随便调用sock_create创建一个新的socket对象,之后再调用sock_map_fd将该socket对象影射为文件描述符retval,随即将其返回,从而函数得到一个socket描述符。sock_create函数直接调用了__sock_create函数来创建socket对象,具体看__sock_create函数的实现:
int __sock_create(struct net *net, int family, int type, int protocol, struct socket **res, int kern) { int err; struct socket *sock; const struct net_proto_family *pf; if (family < 0 || family >= NPROTO) return -EAFNOSUPPORT; if (type < 0 || type >= SOCK_MAX) return -EINVAL; if (family == PF_INET && type == SOCK_PACKET) { static int warned; if (!warned) { warned = 1; printk(KERN_INFO \"%s uses obsolete (PF_INET,SOCK_PACKET)\\n\", current->comm); } family = PF_PACKET; } err = security_socket_create(family, type, protocol, kern); if (err) return err; sock = sock_alloc(); if (!sock) { if (net_ratelimit()) printk(KERN_WARNING \"socket: no more sockets\\n\"); return -ENFILE; /* Not exactly a match, but its the closest posix thing */ } sock->type = type; #ifdef CONFIG_MODULES if (net_families[family] == NULL) request_module(\"net-pf-%d\", family); #endif rcu_read_lock(); pf = rcu_dereference(net_families[family]); err = -EAFNOSUPPORT; if (!pf) goto out_release; /* * We will call the ->create function, that possibly is in a loadable * module, so we have to bump that loadable module refcnt first. */ if (!try_module_get(pf->owner)) goto out_release; /* Now protected by module ref count */ rcu_read_unlock(); err = pf->create(net, sock, protocol, kern); if (err < 0) goto out_module_put; /* * Now to bump the refcnt of the [loadable] module that owns this * socket at sock_release time we decrement its refcnt. */ if (!try_module_get(sock->ops->owner)) goto out_module_busy; /* * Now that we\'re done with the ->create function, the [loadable] * module can have its refcnt decremented */ module_put(pf->owner); err = security_socket_post_create(sock, family, type, protocol, kern); if (err) goto out_sock_release; *res = sock; return 0; out_module_busy: err = -EAFNOSUPPORT; out_module_put: sock->ops = NULL; module_put(pf->owner); out_sock_release: sock_release(sock); return err; out_release: rcu_read_unlock(); goto out_sock_release; }
开始先进行安全性检查和兼容性检查,security_socket_create()是个空函数,可以忽略。

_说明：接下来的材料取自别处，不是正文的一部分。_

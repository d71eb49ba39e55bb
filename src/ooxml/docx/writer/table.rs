/// Table serialization.
use super::paragraph::write_paragraph;
use crate::ooxml::docx::model::Table;

/// Append a `w:tbl`; each cell holds one paragraph with the cell text.
pub(crate) fn write_table(xml: &mut String, table: &Table) {
    let columns = table.rows.iter().map(|row| row.cells.len()).max().unwrap_or(0);

    xml.push_str("<w:tbl>");
    xml.push_str(r#"<w:tblPr><w:tblStyle w:val="TableGrid"/><w:tblW w:w="0" w:type="auto"/></w:tblPr>"#);
    xml.push_str("<w:tblGrid>");
    for _ in 0..columns {
        xml.push_str("<w:gridCol/>");
    }
    xml.push_str("</w:tblGrid>");

    for row in &table.rows {
        xml.push_str("<w:tr>");
        for cell in &row.cells {
            xml.push_str("<w:tc>");
            // A cell must contain at least one paragraph, even when empty
            write_paragraph(xml, cell);
            xml.push_str("</w:tc>");
        }
        xml.push_str("</w:tr>");
    }

    xml.push_str("</w:tbl>");
}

之后调用sock_alloc()函数在VFS上分配一个struct socket对象,所有的协议类型创建socket时创建的均为这个对象,可以理解为是所有网络层socket的模板或者说父类,上层协议栈在初始化socket时会根据这个已创建好的struct socket对象创建并初始化一个struct sock对象,这个对象包含更多上层协议栈的详细信息。
接下来的net_families数据是一个全局变量,在系统初始化时在inet_init()函数内进行初始化,其定义如下:
static const struct net_proto_family *net_families[NPROTO] __read_mostly;
每个协议族都会在该数据中对应一个net_proto_family结构体,当然,未实现的协议族中对应位置的结构体指针为空,我们只关心最常用的协议族即AF_INET,其值为2,而NPROTO的值等于AF_MAX,在2.6.37内核中值为38。刚才提到该数组在inet_init()中被初始化,查看该函数相关代码可知它调用sock_register()函数注册INET协议族,代码如下:
(void)sock_register(&inet_family_ops);
其中inet_family_ops是一个全局静态变量,其定义如下:
static const struct net_proto_family inet_family_ops = { .family = PF_INET, .create = inet_create, /* 该函数在我们创建socket的过程中起着很关键的作用 */ .owner = THIS_MODULE, };
再继续查看sock_register()函数,其代码如下:
int sock_register(const struct net_proto_family *ops) { int err; if (ops->family >= NPROTO) { printk(KERN_CRIT \"protocol %d >= NPROTO(%d)\\n\", ops->family, NPROTO); return -ENOBUFS; } spin_lock(&net_family_lock); if (net_families[ops->family]) err = -EEXIST; else { net_families[ops->family] = ops; err = 0; } spin_unlock(&net_family_lock); printk(KERN_INFO \"NET: Registered protocol family %d\\n\", ops->family); return err; }
代码很简单,即将net_proto_family对象插入到net_families数据对应的位置中,由此来完成对net_families的初始化。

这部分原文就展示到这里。